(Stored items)
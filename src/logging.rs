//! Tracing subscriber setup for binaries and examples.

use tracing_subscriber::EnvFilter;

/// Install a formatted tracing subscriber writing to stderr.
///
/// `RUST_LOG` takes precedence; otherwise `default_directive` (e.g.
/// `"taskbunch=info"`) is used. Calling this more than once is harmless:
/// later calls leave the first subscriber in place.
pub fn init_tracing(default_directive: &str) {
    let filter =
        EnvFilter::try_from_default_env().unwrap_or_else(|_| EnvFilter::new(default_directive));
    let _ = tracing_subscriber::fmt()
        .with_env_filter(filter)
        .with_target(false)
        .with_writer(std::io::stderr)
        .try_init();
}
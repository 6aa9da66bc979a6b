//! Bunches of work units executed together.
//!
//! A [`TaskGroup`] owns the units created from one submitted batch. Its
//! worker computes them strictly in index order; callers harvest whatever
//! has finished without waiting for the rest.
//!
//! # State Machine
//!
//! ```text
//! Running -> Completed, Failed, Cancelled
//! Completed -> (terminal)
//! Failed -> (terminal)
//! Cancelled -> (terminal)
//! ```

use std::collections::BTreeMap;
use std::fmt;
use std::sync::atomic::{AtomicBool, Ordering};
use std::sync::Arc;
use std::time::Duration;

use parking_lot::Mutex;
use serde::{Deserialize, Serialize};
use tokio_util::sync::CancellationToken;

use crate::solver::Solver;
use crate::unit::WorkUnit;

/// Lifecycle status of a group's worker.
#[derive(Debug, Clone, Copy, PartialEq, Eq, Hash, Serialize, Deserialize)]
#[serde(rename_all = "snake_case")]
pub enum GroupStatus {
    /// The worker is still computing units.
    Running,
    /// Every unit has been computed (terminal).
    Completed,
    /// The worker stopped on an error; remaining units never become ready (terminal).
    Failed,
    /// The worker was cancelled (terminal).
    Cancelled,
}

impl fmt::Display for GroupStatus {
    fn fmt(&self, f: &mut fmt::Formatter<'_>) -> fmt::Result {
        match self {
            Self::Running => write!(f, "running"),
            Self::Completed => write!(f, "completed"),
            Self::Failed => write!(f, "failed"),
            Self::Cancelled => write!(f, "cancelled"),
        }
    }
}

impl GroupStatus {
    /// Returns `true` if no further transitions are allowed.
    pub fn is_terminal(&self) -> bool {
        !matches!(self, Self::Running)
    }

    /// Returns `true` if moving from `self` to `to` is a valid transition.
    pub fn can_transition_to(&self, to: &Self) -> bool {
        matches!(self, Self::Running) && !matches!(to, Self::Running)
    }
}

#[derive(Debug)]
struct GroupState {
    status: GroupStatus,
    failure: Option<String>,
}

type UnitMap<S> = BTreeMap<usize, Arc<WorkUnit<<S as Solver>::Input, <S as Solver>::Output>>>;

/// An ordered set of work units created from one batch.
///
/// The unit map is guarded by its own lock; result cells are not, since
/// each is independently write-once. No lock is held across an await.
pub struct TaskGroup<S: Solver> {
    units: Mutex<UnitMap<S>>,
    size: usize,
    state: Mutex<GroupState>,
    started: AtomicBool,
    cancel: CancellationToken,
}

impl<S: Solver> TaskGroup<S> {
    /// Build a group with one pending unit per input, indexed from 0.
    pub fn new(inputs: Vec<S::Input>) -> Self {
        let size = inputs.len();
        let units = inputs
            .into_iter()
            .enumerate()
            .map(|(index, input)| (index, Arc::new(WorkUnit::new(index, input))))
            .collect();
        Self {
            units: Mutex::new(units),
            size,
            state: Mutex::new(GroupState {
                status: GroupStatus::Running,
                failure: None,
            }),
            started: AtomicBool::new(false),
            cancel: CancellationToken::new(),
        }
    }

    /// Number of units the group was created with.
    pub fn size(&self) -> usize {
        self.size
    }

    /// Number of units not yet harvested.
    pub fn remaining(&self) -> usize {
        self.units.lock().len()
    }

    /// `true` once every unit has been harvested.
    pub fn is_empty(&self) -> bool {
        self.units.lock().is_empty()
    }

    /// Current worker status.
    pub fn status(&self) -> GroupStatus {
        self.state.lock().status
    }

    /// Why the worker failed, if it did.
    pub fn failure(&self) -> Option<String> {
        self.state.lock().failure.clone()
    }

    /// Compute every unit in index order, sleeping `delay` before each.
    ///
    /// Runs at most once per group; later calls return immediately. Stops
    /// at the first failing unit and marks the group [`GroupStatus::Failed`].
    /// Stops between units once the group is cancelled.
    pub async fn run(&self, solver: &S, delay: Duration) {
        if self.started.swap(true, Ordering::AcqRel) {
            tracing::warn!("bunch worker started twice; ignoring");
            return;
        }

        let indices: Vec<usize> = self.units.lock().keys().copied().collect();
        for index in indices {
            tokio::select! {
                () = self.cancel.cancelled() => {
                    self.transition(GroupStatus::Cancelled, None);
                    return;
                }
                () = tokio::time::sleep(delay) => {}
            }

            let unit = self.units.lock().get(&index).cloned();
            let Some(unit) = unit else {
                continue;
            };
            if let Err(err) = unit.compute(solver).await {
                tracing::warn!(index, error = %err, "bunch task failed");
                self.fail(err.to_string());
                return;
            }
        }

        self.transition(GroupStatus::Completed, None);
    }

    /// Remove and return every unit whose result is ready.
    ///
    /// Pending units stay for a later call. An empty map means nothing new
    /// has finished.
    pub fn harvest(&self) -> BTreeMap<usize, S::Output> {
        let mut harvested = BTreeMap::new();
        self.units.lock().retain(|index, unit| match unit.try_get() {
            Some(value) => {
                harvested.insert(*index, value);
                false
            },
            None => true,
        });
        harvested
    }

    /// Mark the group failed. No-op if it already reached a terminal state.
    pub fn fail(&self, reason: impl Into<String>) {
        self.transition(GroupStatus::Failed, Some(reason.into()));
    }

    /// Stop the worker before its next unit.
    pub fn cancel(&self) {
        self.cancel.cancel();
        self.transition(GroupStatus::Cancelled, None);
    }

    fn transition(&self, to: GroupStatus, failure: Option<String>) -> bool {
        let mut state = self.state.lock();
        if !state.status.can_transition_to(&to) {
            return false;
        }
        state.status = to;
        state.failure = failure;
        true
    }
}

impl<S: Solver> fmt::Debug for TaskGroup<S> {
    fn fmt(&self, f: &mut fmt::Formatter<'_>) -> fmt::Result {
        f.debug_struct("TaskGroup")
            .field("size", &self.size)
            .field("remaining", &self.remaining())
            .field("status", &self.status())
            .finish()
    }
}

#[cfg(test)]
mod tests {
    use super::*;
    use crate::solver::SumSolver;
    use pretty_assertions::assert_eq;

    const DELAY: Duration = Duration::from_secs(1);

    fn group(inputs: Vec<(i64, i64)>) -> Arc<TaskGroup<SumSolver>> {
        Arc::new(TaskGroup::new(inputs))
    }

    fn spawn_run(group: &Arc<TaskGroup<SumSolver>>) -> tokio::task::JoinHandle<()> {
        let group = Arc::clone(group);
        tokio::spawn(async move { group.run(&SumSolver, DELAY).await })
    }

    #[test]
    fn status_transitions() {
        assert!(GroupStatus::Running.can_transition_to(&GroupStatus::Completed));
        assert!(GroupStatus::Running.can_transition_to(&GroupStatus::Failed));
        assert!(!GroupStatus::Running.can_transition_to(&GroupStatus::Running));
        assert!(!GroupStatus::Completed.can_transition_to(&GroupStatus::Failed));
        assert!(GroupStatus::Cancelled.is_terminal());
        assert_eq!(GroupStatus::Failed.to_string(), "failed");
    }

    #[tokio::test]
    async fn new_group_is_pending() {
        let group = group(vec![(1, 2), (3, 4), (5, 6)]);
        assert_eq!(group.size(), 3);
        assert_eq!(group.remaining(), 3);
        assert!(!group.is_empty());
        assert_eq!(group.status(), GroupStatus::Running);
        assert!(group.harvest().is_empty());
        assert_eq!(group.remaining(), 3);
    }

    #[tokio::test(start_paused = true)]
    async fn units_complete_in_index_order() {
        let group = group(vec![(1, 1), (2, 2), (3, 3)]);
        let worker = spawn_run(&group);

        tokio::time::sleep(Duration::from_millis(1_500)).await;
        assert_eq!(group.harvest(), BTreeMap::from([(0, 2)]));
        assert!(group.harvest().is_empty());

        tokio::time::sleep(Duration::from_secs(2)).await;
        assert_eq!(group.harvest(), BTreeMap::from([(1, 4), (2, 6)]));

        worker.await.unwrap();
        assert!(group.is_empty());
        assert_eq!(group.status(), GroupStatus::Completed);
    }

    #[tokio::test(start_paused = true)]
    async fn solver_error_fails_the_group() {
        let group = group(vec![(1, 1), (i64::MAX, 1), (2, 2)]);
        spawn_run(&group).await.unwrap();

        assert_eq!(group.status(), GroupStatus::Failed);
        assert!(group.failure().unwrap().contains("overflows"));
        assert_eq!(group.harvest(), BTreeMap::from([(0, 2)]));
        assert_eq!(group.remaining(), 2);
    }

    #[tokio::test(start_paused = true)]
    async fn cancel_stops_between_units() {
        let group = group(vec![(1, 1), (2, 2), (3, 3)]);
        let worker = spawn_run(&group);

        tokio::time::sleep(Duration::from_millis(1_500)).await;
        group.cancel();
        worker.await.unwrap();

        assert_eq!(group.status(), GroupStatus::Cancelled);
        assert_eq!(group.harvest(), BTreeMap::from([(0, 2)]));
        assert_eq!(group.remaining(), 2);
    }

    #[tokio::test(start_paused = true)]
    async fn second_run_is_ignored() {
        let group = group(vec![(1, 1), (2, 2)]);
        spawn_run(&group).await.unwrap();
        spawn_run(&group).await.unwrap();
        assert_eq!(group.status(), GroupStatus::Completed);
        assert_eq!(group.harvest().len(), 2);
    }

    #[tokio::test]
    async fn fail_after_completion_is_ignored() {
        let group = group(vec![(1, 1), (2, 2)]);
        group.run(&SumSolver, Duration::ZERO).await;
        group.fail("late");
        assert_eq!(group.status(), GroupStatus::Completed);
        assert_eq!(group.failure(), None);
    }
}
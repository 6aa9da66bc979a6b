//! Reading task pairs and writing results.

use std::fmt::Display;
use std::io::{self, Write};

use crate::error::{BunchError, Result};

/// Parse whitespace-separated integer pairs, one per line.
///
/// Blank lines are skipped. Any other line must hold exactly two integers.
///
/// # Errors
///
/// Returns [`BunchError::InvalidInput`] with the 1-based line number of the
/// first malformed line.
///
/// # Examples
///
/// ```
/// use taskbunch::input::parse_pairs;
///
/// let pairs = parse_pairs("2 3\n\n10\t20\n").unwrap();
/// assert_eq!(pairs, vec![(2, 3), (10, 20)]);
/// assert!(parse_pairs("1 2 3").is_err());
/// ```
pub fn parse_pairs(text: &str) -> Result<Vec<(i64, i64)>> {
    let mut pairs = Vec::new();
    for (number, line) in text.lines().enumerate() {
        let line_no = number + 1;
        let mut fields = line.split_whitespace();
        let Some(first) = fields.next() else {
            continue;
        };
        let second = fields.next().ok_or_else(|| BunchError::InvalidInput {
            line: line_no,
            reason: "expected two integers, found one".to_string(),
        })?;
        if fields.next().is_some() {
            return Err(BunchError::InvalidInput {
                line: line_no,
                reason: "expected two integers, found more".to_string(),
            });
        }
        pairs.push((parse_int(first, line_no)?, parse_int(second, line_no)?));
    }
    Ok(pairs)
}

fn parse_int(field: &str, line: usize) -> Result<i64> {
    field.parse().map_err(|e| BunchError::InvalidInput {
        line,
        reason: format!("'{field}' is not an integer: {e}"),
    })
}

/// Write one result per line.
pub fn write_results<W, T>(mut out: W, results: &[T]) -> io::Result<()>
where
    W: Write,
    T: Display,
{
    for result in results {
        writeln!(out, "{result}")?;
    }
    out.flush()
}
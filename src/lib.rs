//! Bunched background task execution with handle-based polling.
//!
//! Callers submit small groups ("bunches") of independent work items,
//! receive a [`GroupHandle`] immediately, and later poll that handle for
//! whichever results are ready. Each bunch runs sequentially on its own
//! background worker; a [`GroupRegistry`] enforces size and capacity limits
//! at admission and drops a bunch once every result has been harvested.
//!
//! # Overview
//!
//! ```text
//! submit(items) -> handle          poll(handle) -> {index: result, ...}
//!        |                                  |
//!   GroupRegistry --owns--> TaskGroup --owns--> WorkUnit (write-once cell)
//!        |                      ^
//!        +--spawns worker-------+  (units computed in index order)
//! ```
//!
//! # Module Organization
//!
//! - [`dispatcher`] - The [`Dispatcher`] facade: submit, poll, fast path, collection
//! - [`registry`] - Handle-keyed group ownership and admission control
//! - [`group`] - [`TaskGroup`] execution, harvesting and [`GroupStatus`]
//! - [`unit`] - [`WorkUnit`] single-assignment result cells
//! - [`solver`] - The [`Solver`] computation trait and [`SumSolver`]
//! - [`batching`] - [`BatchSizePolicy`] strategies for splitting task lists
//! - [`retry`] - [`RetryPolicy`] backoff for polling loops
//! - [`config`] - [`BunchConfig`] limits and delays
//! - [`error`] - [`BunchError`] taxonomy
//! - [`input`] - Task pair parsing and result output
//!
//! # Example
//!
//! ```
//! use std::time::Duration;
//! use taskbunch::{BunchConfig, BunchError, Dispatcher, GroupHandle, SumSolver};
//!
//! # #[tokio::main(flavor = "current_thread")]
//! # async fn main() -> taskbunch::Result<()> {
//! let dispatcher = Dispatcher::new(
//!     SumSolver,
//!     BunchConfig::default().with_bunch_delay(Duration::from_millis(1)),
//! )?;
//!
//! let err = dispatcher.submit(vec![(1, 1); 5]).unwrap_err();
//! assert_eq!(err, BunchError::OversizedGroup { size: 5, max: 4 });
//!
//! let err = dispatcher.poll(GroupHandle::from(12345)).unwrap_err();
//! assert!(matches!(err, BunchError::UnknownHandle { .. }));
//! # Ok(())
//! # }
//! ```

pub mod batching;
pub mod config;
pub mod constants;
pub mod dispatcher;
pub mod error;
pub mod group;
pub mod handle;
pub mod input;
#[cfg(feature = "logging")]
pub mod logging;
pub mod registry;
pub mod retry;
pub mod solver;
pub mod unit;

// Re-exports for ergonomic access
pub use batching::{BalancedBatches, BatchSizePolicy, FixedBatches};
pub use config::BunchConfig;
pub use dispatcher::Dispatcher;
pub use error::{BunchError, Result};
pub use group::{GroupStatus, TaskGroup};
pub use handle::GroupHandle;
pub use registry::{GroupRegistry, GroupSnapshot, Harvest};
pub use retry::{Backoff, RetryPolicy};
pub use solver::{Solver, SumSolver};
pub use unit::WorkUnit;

→ **What needs to be done**
Every line in the records above that contains the word "based" should be copied out.

→ **Response to the exercise**
/// Returns [`BunchError::InvalidInput`] with the 1-based line number of the
//! Bunched background task execution with handle-based polling.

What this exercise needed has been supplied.